What is the count of lines in the listing below that hold the string "Unauthorized"? Reply with that number alone.
###
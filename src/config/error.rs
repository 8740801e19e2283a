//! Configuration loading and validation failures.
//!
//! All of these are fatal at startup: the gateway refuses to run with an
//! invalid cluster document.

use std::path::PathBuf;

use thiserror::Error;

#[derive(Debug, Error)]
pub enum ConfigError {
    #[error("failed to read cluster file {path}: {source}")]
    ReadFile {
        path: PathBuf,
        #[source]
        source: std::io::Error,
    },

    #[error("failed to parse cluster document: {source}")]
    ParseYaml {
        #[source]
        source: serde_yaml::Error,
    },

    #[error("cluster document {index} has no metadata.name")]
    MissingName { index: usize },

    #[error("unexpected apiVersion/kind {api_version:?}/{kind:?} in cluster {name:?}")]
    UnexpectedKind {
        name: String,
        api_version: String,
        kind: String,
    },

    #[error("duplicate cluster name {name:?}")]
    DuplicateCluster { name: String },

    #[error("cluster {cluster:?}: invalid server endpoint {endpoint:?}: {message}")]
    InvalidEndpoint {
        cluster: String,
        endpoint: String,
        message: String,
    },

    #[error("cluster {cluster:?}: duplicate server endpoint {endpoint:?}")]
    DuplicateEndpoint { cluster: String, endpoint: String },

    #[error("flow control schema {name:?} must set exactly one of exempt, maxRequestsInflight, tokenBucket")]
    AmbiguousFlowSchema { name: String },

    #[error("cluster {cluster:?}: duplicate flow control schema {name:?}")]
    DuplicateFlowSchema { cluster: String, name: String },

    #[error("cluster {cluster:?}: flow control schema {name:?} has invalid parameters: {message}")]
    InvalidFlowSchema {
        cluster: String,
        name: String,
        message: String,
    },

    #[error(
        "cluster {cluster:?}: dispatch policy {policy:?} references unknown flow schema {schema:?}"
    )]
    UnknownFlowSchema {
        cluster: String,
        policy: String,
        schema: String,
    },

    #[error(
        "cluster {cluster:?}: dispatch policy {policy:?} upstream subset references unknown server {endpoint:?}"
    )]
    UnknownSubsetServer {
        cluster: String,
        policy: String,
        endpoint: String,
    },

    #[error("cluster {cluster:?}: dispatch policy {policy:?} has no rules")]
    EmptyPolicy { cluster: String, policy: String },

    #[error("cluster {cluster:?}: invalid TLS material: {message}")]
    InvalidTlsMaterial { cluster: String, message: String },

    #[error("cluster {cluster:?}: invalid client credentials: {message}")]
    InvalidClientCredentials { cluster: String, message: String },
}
###
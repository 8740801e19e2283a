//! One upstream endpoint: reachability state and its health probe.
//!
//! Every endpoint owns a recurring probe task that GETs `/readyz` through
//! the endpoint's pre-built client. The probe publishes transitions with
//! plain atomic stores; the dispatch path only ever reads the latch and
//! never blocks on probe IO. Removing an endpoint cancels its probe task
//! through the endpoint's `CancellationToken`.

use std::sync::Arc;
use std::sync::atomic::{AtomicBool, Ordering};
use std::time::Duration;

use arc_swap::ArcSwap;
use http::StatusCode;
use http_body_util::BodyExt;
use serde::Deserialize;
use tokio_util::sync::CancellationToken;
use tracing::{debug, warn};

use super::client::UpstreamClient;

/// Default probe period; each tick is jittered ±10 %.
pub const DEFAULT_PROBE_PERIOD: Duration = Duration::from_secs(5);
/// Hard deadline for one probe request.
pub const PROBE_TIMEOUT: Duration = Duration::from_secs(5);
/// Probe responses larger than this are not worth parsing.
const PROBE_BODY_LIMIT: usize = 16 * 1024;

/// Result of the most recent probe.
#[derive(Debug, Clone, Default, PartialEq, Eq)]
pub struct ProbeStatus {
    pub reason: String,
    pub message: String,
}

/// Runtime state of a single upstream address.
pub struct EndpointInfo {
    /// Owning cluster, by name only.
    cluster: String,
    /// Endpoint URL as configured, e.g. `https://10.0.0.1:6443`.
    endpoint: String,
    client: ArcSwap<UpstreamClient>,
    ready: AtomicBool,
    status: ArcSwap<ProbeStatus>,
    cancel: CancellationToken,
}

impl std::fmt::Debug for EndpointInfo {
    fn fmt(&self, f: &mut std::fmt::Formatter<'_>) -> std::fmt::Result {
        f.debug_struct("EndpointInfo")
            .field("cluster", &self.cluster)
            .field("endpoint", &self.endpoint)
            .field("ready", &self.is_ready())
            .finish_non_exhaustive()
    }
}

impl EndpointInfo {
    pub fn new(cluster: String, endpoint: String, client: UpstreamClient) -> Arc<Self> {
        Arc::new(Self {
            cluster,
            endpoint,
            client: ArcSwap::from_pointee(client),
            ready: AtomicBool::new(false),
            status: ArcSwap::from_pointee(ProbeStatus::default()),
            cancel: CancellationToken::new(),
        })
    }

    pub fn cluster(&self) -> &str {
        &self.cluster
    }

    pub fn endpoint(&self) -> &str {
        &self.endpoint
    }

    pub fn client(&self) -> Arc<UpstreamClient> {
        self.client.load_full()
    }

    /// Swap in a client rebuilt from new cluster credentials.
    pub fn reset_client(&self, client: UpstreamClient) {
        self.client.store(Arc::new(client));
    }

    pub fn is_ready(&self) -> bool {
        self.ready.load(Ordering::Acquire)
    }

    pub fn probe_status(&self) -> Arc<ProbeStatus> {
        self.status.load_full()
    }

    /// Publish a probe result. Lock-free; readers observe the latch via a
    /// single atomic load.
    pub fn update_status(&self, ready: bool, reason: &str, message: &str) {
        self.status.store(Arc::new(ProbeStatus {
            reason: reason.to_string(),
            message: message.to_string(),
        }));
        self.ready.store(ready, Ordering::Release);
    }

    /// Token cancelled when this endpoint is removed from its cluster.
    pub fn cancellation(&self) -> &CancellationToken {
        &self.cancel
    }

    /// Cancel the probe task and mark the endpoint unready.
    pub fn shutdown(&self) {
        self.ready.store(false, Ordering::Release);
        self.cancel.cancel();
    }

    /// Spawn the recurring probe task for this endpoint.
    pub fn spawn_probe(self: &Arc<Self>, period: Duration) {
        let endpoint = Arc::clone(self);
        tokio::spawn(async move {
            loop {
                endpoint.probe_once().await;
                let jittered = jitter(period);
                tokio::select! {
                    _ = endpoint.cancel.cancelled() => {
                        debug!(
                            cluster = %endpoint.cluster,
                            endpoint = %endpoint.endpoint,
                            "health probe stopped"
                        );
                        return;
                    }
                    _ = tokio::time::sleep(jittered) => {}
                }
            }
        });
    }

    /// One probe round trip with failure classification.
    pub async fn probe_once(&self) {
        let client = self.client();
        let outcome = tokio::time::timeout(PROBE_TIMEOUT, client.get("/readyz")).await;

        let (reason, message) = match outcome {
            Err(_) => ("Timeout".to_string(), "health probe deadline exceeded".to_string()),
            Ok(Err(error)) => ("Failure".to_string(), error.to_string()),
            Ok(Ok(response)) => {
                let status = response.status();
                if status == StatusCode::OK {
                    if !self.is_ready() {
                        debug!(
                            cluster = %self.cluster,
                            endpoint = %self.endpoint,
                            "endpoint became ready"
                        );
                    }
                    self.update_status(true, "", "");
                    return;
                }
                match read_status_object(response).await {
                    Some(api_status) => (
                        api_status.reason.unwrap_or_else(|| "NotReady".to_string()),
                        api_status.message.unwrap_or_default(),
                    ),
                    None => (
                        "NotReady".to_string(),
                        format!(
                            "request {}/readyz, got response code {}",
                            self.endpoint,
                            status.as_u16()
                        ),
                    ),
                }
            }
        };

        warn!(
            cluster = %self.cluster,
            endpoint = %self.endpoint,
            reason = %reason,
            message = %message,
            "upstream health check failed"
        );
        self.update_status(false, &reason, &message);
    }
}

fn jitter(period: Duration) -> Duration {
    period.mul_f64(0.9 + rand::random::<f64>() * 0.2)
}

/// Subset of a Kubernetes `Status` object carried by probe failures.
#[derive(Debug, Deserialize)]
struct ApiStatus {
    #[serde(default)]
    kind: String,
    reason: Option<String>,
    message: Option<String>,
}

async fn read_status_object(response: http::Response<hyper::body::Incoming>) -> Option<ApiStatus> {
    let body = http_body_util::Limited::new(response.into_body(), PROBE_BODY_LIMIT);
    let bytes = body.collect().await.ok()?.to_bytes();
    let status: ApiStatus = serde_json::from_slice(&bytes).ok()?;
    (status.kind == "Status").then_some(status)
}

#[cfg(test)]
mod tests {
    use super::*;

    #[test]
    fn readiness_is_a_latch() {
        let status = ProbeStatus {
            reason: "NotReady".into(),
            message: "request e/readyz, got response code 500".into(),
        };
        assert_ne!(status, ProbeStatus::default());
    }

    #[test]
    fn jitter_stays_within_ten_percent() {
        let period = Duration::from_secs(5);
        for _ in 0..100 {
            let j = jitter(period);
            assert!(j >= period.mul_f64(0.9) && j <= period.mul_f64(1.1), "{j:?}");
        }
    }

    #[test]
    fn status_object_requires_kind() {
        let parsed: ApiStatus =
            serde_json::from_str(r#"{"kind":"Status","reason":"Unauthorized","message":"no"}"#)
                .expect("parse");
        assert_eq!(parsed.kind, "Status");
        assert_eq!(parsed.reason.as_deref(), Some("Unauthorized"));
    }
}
###
- **Written solution**
2